# Dereck Chisora is a disgrace to boxing



## Rauno (Nov 20, 2009)

> You may have thought Dereck Chisora was out of control after he slapped Vitali Klitschko, but his post-fight brawl with David Haye has taken it to an entirely new level.
> 
> According to the Guardian, following the 12-round unanimous decision loss to the Ukrainian champion, the young British fighter got into a heated battle with fellow British fighter in Haye, who was announcing at the side of the ring:
> 
> ...















What a pathetic scumbag.


----------



## LizaG (May 12, 2008)

Both Haye and Chisora should be suspended for a year for that, that is no way to behave and represent your country. Chisora always came acoss as a bit of a character but he shown a nasty dark side this weekend. 

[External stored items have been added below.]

/**
 * XFCollab Relay Entry Point
 *
 * This is the main entry point for the XFCollab relay server.
 * It loads the relay configuration and serves the WebSocket relay.
 */

#[cfg(feature = "ssr")]
#[tokio::main]
async fn main() -> Result<(), Box<dyn std::error::Error>> {
    use xfcollab::backend::server::{create_app, RelayConfig};

    // Load environment variables from .env file if present
    dotenv::dotenv().ok();

    let env_filter = tracing_subscriber::EnvFilter::try_from_default_env()
        .unwrap_or_else(|_| tracing_subscriber::EnvFilter::new("info"));
    tracing_subscriber::fmt().with_env_filter(env_filter).init();

    tracing::info!("[STARTUP] Relay initialization started");

    let config = RelayConfig::from_env()?;
    let addr = config.addr;
    let app = create_app(config);

    let listener = tokio::net::TcpListener::bind(addr).await?;
    tracing::info!("[STARTUP] Listening on {}", addr);
    tracing::info!("[STARTUP] Clients should connect to ws://{}/ws?token=<jwt>", addr);
    axum::serve(listener, app).await?;

    Ok(())
}

#[cfg(not(feature = "ssr"))]
fn main() {
    eprintln!("The relay requires the 'ssr' feature to be enabled.");
    eprintln!("Run with: cargo run --bin xfcollab-relay --features ssr");
    std::process::exit(1);
}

I had to laugh that the Klitschko Brothers were just sitting back and laughing their heads off while this was all happening.

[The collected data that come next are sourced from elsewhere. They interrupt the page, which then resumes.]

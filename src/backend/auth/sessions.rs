/**
 * Relay Credentials
 *
 * This module handles JWT verification of the bearer credential a pairing
 * client appends to the relay URL, and issues tokens for local development
 * and tests.
 *
 * The subject claim becomes the `senderId` stamped on relayed chat. Clients
 * only read it as a display hint; access control happens here.
 */

use chrono::Utc;
use jsonwebtoken::{decode, encode, DecodingKey, EncodingKey, Header, Validation};
use serde::{Deserialize, Serialize};
use std::time::Duration;

/// JWT claims structure
#[derive(Debug, Clone, Serialize, Deserialize)]
pub struct Claims {
    /// User ID
    pub sub: String,
    /// Email (optional)
    #[serde(default, skip_serializing_if = "Option::is_none")]
    pub email: Option<String>,
    /// Expiration time (Unix timestamp)
    pub exp: u64,
    /// Issued at time (Unix timestamp)
    pub iat: u64,
}

/// Create a JWT token for a user
///
/// # Arguments
/// * `user_id` - Subject claim
/// * `secret` - HS256 signing secret
/// * `ttl` - Lifetime of the token
///
/// # Returns
/// JWT token string
pub fn create_token(
    user_id: &str,
    secret: &str,
    ttl: Duration,
) -> Result<String, jsonwebtoken::errors::Error> {
    let now = Utc::now().timestamp().max(0) as u64;

    let claims = Claims {
        sub: user_id.to_string(),
        email: None,
        exp: now + ttl.as_secs(),
        iat: now,
    };

    let key = EncodingKey::from_secret(secret.as_bytes());
    encode(&Header::default(), &claims, &key)
}

/// Verify and decode a JWT token
///
/// # Arguments
/// * `token` - JWT token string
/// * `secret` - HS256 signing secret
///
/// # Returns
/// Decoded claims or error
pub fn verify_token(token: &str, secret: &str) -> Result<Claims, jsonwebtoken::errors::Error> {
    let key = DecodingKey::from_secret(secret.as_bytes());
    let validation = Validation::default();

    let token_data = decode::<Claims>(token, &key, &validation)?;
    Ok(token_data.claims)
}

If Haye wants a fight so bad, this is no way to go about it, and Chisora's behaviour shows he isn't ready for the big stage, and can't handle the pressure of a big fight just yet.

Stiff penalties all round I say!


----------



## IcemanJacques (Mar 18, 2009)

They're both an embarassment to their sport and country. The Klitschkos have so much class to not retaliate to that thug spitting and slapping them. 

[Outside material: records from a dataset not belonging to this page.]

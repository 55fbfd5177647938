//! Backend Module
//!
//! This module contains the reference relay server for XFCollab pairing
//! sessions. Clients open one WebSocket each; the relay admits them to rooms,
//! keeps a merged snapshot of every room's document and fans out updates and
//! chat.
//!
//! This module is only compiled when the `ssr` feature is enabled.
//!
//! # Architecture
//!
//! - **`server`** - Configuration, application state, router
//! - **`collab`** - Room registry and the relay socket handler
//! - **`auth`** - JWT verification of the bearer credential
//! - **`error`** - Backend-specific error types
//!
//! # Module Structure
//!
//! ```text
//! backend/
//! ├── mod.rs          - Module exports and documentation
//! ├── main.rs         - Relay binary
//! ├── server/         - Server initialization and state
//! ├── collab/         - Rooms and socket handling
//! ├── auth/           - Token verification
//! └── error/          - Error types
//! ```
//!
//! # Protocol
//!
//! The relay speaks the JSON protocol in [`crate::shared::protocol`]:
//!
//! - `JOIN_ROOM` → `YJS_SYNC` with the room snapshot, or `ERROR` if the room is full
//! - `YJS_UPDATE` → merged into the snapshot, forwarded to the other members
//! - `PARTNER_CHAT` → echoed to every member with `senderId` and `sentAt`
//! - `LEAVE_ROOM` or disconnect → `LEFT` to the remaining members
//!
//! # Thread Safety
//!
//! Room state lives behind `Arc<RwLock<_>>`; each socket owns a writer task
//! fed by an unbounded channel whose sender is registered with the room.
//!
//! # Example
//!
//! ```rust,no_run
//! use xfcollab::backend::server::{create_app, RelayConfig};
//!
//! # async fn example() -> Result<(), Box<dyn std::error::Error>> {
//! let app = create_app(RelayConfig::new("dev-secret"));
//! let listener = tokio::net::TcpListener::bind("127.0.0.1:4000").await?;
//! axum::serve(listener, app).await?;
//! # Ok(())
//! # }
//! ```

/// Server setup and configuration
pub mod server;

/// Rooms and the relay socket
pub mod collab;

/// Backend error types
pub mod error;

/// Token verification
pub mod auth;

/// Re-export commonly used types
pub use server::create_app;
pub use error::BackendError;
pub use collab::RoomRegistry;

What the hell was everybody doing just letting Chisora walk up to Haye like that? Oh I wonder what is going to happen when two lippy heavyweight boxers are that close to eachother. Pathetic from security.

Makes me proud of the UFC and MMA in general. Much more class than that.


----------



## Intermission (Oct 1, 2009)

Both are a disgrace but Haye bottled him AND if you watch the replay. The cut on Hayes managers forhead comes from when Haye swung the tripod. 

Losers.


----------



## Killz (Oct 5, 2009)

There are photos of Haye 'bottling' Chisora. what an utter prick.

Edit:


----------



## Dr Gonzo (May 27, 2010)

Chisora is acting like a dick because he has no real skill as a boxer. One of the people he has beat his Lee Swaby, who now works on the doors at some crappy nightclub where I live. The first real fighter he fought was the dude whos name I stole for my username. Tyson Fury. And Chisora lost. In his last 4 fights he is now 1-3. He had no business being in the ring with either Klitschko brother. I think Vitali knew this and is why he didn't react to Chisoras taunts. 

Hes trying to use smacktalk to elevate his career. Sounds familiar!


----------



## Rauno (Nov 20, 2009)

Tyson Fury said:


> Hes trying to use smacktalk to elevate his career. Sounds familiar!


Worst part is this stuff works. His got his name out there right now, even though his name means shit.


----------